Harvey, Irma, Maria and Nate were such destructive hurricanes in 2017, the World Meteorological Organization is retiring their names.
Hurricane Irma's Category 5 winds of almost 180 miles per hour leveled buildings and vegetation in the Leeward Islands in early September, then ended with a destructive combination of waves, storm surge, rain and tornadoes across Florida.
The organisation reuses storm names every six years in lists for both the Atlantic and eastern Pacific basins.
The committee selected the replacement names of Harold, Idalia, Margot, and Nigel respectively.More news: Walmart Threw a Huge Concert for the Yodeling Boy That Everyone Loves
With the four new retirees, there have been 86 names pulled from the Atlantic list since 1953, when storms began to be named.
Damages from the 2017 hurricane season exceeded $250 billion in the United States alone while several hundred people died throughout the world from hurricanes in 2017, according to WMO.

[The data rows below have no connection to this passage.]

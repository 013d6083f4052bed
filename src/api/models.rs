// API request/response models (DTOs)

use chrono::{DateTime, NaiveDate, Utc};
use serde::{Deserialize, Serialize};

use crate::database_ops::lookup::TimelineQuery;

/// Standard API response wrapper
#[derive(Debug, Serialize, Deserialize)]
pub struct ApiResponse<T> {
    pub success: bool,
    #[serde(skip_serializing_if = "Option::is_none")]
    pub data: Option<T>,
    #[serde(skip_serializing_if = "Option::is_none")]
    pub error: Option<String>,
    #[serde(skip_serializing_if = "Option::is_none")]
    pub meta: Option<Meta>,
}

impl<T> ApiResponse<T> {
    pub fn success(data: T) -> Self {
        Self {
            success: true,
            data: Some(data),
            error: None,
            meta: Some(Meta::now()),
        }
    }

    pub fn error(message: impl Into<String>) -> Self {
        Self {
            success: false,
            data: None,
            error: Some(message.into()),
            meta: Some(Meta::now()),
        }
    }
}

/// Metadata included in all API responses
#[derive(Debug, Serialize, Deserialize)]
pub struct Meta {
    pub timestamp: DateTime<Utc>,
    pub request_id: String,
    pub version: String,
}

impl Meta {
    pub fn now() -> Self {
        Self {
            timestamp: Utc::now(),
            request_id: uuid::Uuid::new_v4().to_string(),
            version: env!("CARGO_PKG_VERSION").to_string(),
        }
    }
}

#[derive(Debug, Serialize, Deserialize)]
pub struct HealthResponse {
    pub status: String,
    pub database: String,
}

/// Comma-separated positive integers; blanks between commas are ignored.
pub fn parse_id_list(raw: &str) -> Result<Vec<i64>, String> {
    raw.split(',')
        .map(str::trim)
        .filter(|s| !s.is_empty())
        .map(|s| match s.parse::<i64>() {
            Ok(id) if id > 0 => Ok(id),
            _ => Err(format!("invalid id '{s}'")),
        })
        .collect()
}

/// `YYYY-MM-DD` as midnight UTC.
fn parse_day(field: &str, raw: &str) -> Result<i64, String> {
    NaiveDate::parse_from_str(raw.trim(), "%Y-%m-%d")
        .ok()
        .and_then(|d| d.and_hms_opt(0, 0, 0))
        .map(|d| d.and_utc().timestamp())
        .ok_or_else(|| format!("{field} must be a date in the format YYYY-MM-DD"))
}

/// `?ids=10,20,30`
#[derive(Debug, Deserialize)]
pub struct IdsQuery {
    #[serde(default)]
    pub ids: String,
}

impl IdsQuery {
    pub fn parse(&self) -> Result<Vec<i64>, String> {
        let ids = parse_id_list(&self.ids)?;
        if ids.is_empty() {
            return Err("ids must list at least one id".to_string());
        }
        Ok(ids)
    }
}

/// `?app_ids=..&sub_ids=..&from=YYYY-MM-DD&until=YYYY-MM-DD&show_recent=true`
#[derive(Debug, Default, Deserialize)]
pub struct TimelineParams {
    pub app_ids: Option<String>,
    pub sub_ids: Option<String>,
    pub from: Option<String>,
    pub until: Option<String>,
    #[serde(default)]
    pub show_recent: bool,
}

impl TimelineParams {
    /// `show_recent` cannot be combined with ids or dates.
    pub fn parse(&self) -> Result<TimelineQuery, String> {
        let narrowed = self.app_ids.is_some()
            || self.sub_ids.is_some()
            || self.from.is_some()
            || self.until.is_some();
        if self.show_recent && narrowed {
            return Err("show_recent cannot be combined with ids or dates".to_string());
        }
        Ok(TimelineQuery {
            app_ids: self.app_ids.as_deref().map(parse_id_list).transpose()?,
            sub_ids: self.sub_ids.as_deref().map(parse_id_list).transpose()?,
            from: self.from.as_deref().map(|raw| parse_day("from", raw)).transpose()?,
            until: self.until.as_deref().map(|raw| parse_day("until", raw)).transpose()?,
            recent: self.show_recent,
        })
    }
}

/// `?app_ids=..&sub_ids=..`; at least one id overall.
#[derive(Debug, Default, Deserialize)]
pub struct GiftIdParams {
    #[serde(default)]
    pub app_ids: String,
    #[serde(default)]
    pub sub_ids: String,
}

impl GiftIdParams {
    pub fn parse(&self) -> Result<(Vec<i64>, Vec<i64>), String> {
        let apps = parse_id_list(&self.app_ids)?;
        let subs = parse_id_list(&self.sub_ids)?;
        if apps.is_empty() && subs.is_empty() {
            return Err("app_ids or sub_ids must list at least one id".to_string());
        }
        Ok((apps, subs))
    }
}

/// SteamID64 path segment; a leading `+` is accepted.
pub fn parse_steam_id(raw: &str) -> Result<String, String> {
    let id = raw.strip_prefix('+').unwrap_or(raw);
    if id.len() == 17 && id.bytes().all(|b| b.is_ascii_digit()) {
        Ok(id.to_string())
    } else {
        Err(format!("invalid steam id '{raw}'"))
    }
}
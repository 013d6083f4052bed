//! Seams between the jobs and the external sites they read.

use async_trait::async_trait;

use super::error::SourceError;
use super::model::{Fetched, GameRef, GameType, GiftIdEntry, ListingPage, TimelineKind};

#[async_trait]
pub trait DetailSource: Send + Sync {
    async fn fetch_app(&self, app_id: i64) -> Result<Fetched, SourceError>;

    async fn fetch_sub(&self, sub_id: i64) -> Result<Fetched, SourceError>;

    async fn fetch(&self, game: GameRef) -> Result<Fetched, SourceError> {
        match game.game_type {
            GameType::App => self.fetch_app(game.id).await,
            GameType::Sub => self.fetch_sub(game.id).await,
            GameType::Bundle => Err(SourceError::transient(
                "steam",
                format!("no detail endpoint for {game}"),
            )),
        }
    }
}

/// A paginated community listing (pages start at 1).
#[async_trait]
pub trait ListingSource: Send + Sync {
    /// Also the checkpoint key.
    fn name(&self) -> &'static str;

    /// Timeline kinds whose `found` flag a full pass maintains. Empty for
    /// sources that only add or refresh entries.
    fn tracked_kinds(&self) -> &'static [TimelineKind];

    /// Ledger rows written when a pass completes.
    fn ledger_keys(&self) -> &'static [&'static str];

    /// Bulk mappings applied once at the start of a full pass.
    async fn seed(&self) -> Result<Vec<GiftIdEntry>, SourceError> {
        Ok(Vec::new())
    }

    async fn fetch_page(&self, page: u32) -> Result<ListingPage, SourceError>;
}

#[async_trait]
pub trait UsernameSource: Send + Sync {
    /// Current SteamGifts username of a Steam account, or `[DELETED]`.
    async fn resolve(&self, steam_id: &str) -> Result<String, SourceError>;
}
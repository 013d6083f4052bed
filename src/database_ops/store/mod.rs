//! Persistence seam for the catalog cache.
//!
//! Every method is one unit of work: implementations apply it in a single
//! transaction (or under a single lock) and roll back on failure.

use async_trait::async_trait;
use serde::{Deserialize, Serialize};

use super::error::StoreResult;
use super::model::{
    GameRef, GameType, GiftIdEntry, GiftIdRecord, Label, ListingPage, QueueCounts, QueuedRow,
    StoredApp, StoredSub, TimelineFilter, TimelineKind, TimelineRecord, UserHistory,
};

pub mod memory;
pub mod postgres;

pub use memory::MemoryStore;
pub use postgres::PgStore;

/// Primary-row columns written for an app.
#[derive(Debug, Clone, Default, PartialEq, Eq, Serialize, Deserialize)]
pub struct AppRow {
    pub app_id: i64,
    pub released: bool,
    pub removed: bool,
    pub steam_cloud: bool,
    pub trading_cards: bool,
    pub learning: Option<bool>,
    pub multiplayer: bool,
    pub singleplayer: bool,
    pub linux: bool,
    pub mac: bool,
    pub windows: bool,
    pub achievements: i32,
    pub price: i32,
    pub metacritic_score: Option<i32>,
    pub metacritic_id: Option<String>,
    pub rating_percentage: Option<i32>,
    pub rating_count: Option<i32>,
    pub release_date: Option<i64>,
}

#[derive(Debug, Clone, Default, PartialEq, Eq, Serialize, Deserialize)]
pub struct SubRow {
    pub sub_id: i64,
    pub released: bool,
    pub removed: bool,
    pub price: i32,
    pub release_date: Option<i64>,
}

#[derive(Debug, Clone, PartialEq, Eq)]
pub enum RecordRow {
    App(AppRow),
    Sub(SubRow),
}

impl RecordRow {
    pub fn game_ref(&self) -> GameRef {
        match self {
            RecordRow::App(row) => GameRef::app(row.app_id),
            RecordRow::Sub(row) => GameRef::sub(row.sub_id),
        }
    }
}

/// Everything one successful fetch writes, already normalized.
#[derive(Debug, Clone, PartialEq, Eq)]
pub struct UpsertSet {
    pub record: RecordRow,
    pub last_update: i64,
    /// Insert-ignore; the first stored name wins.
    pub name: Option<String>,
    pub genres: Vec<Label>,
    pub tags: Vec<Label>,
    /// `(dlc_id, base_app_id)`.
    pub dlc_links: Vec<(i64, i64)>,
    /// `(sub_id, app_id)`.
    pub sub_apps: Vec<(i64, i64)>,
    /// `(bundle_id, app_id)`.
    pub bundle_apps: Vec<(i64, i64)>,
}

#[async_trait]
pub trait CacheStore: Send + Sync {
    /// Up to `limit` queued rows of `game_type`, oldest `last_update` first.
    async fn queued(&self, game_type: GameType, limit: usize) -> StoreResult<Vec<QueuedRow>>;

    /// Insert-or-update `queued_for_update = TRUE` for every id.
    async fn enqueue(&self, game_type: GameType, ids: &[i64]) -> StoreResult<u64>;

    /// Bulk clear of `queued_for_update`.
    async fn unqueue(&self, game_type: GameType, ids: &[i64]) -> StoreResult<u64>;

    /// Bulk delete of primary rows.
    async fn remove(&self, game_type: GameType, ids: &[i64]) -> StoreResult<u64>;

    async fn apply_upsert(&self, set: &UpsertSet) -> StoreResult<()>;

    /// Writes only `removed = TRUE, last_update = now, queued_for_update = FALSE`.
    async fn mark_removed(&self, game: GameRef, now: i64) -> StoreResult<()>;

    async fn load_apps(&self, ids: &[i64]) -> StoreResult<Vec<StoredApp>>;

    async fn load_subs(&self, ids: &[i64]) -> StoreResult<Vec<StoredSub>>;

    async fn queue_counts(&self, users_checked_before: i64) -> StoreResult<QueueCounts>;

    /// Marks every timeline entry of `kinds` as not yet observed.
    async fn reset_found(&self, kinds: &[TimelineKind]) -> StoreResult<u64>;

    /// Insert-ignore gift-id mappings from a bulk snapshot.
    async fn seed_gift_ids(&self, entries: &[GiftIdEntry]) -> StoreResult<u64>;

    /// Names, timeline entries and gift ids of one page. `added_date` stamps new
    /// timeline entries that carry no source-provided value.
    async fn apply_listing_page(&self, page: &ListingPage, added_date: i64) -> StoreResult<()>;

    /// Deletes unobserved entries of `kinds` and writes `ledger_keys` at `now`.
    /// Returns the number of deleted entries.
    async fn finalize_listing(
        &self,
        kinds: &[TimelineKind],
        ledger_keys: &[&str],
        now: i64,
    ) -> StoreResult<u64>;

    /// Users whose last check is at or before `checked_before`, oldest first.
    async fn users_due(&self, checked_before: i64, limit: usize) -> StoreResult<Vec<UserHistory>>;

    async fn save_user_histories(&self, histories: &[UserHistory]) -> StoreResult<()>;

    /// Entries of one timeline table, named where a name is stored. Ordered by
    /// id, or newest `added_date` first when `filter.recent` is set.
    async fn load_timeline(
        &self,
        kind: TimelineKind,
        game_type: GameType,
        filter: &TimelineFilter,
    ) -> StoreResult<Vec<TimelineRecord>>;

    /// SteamGifts ids of the requested games, ordered by id.
    async fn load_gift_ids(
        &self,
        game_type: GameType,
        ids: &[i64],
    ) -> StoreResult<Vec<GiftIdRecord>>;

    async fn load_user(&self, steam_id: &str) -> StoreResult<Option<UserHistory>>;

    /// Insert-ignore of an empty history that is due at once. Returns whether
    /// a row was created.
    async fn track_user(&self, steam_id: &str) -> StoreResult<bool>;

    async fn record_timestamp(&self, name: &str, at: i64) -> StoreResult<()>;

    async fn timestamps(&self) -> StoreResult<Vec<(String, i64)>>;
}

Harvey hit Texas Aug. 25, killing at least 68 people. It caused 44 direct deaths as a result of wind, rain and heavy surf. It's the second-costliest hurricane in USA history, behind Katrina. A Category 5 storm at its height, Irma killed more than 100 people and devastated the island of Barbuda and the US Virgin Islands.
Irma - a Category 5 storm, the strongest designation, wrecked havoc on Caribbean islands; Barbuda was nearly completely destroyed. Maria caused 31 direct deaths with 34 missing in Dominica, and two direct deaths in Guadeloupe. Many agree that appending names to storms makes it easier for the media to report on tropical cyclones, heightens interest in warnings and increases community preparedness. In Puerto Rico, the death toll stands at 65, which includes an unknown number of indirect deaths. In 2005, five storm names, including Katrina, were retired - the most for a single season.
Nate proceeded north to hit the central U.S. Gulf Coast as a Category 1 hurricane and brought minor rainfall to Virginia. Nate's rainfall inundated Central America and killed 45.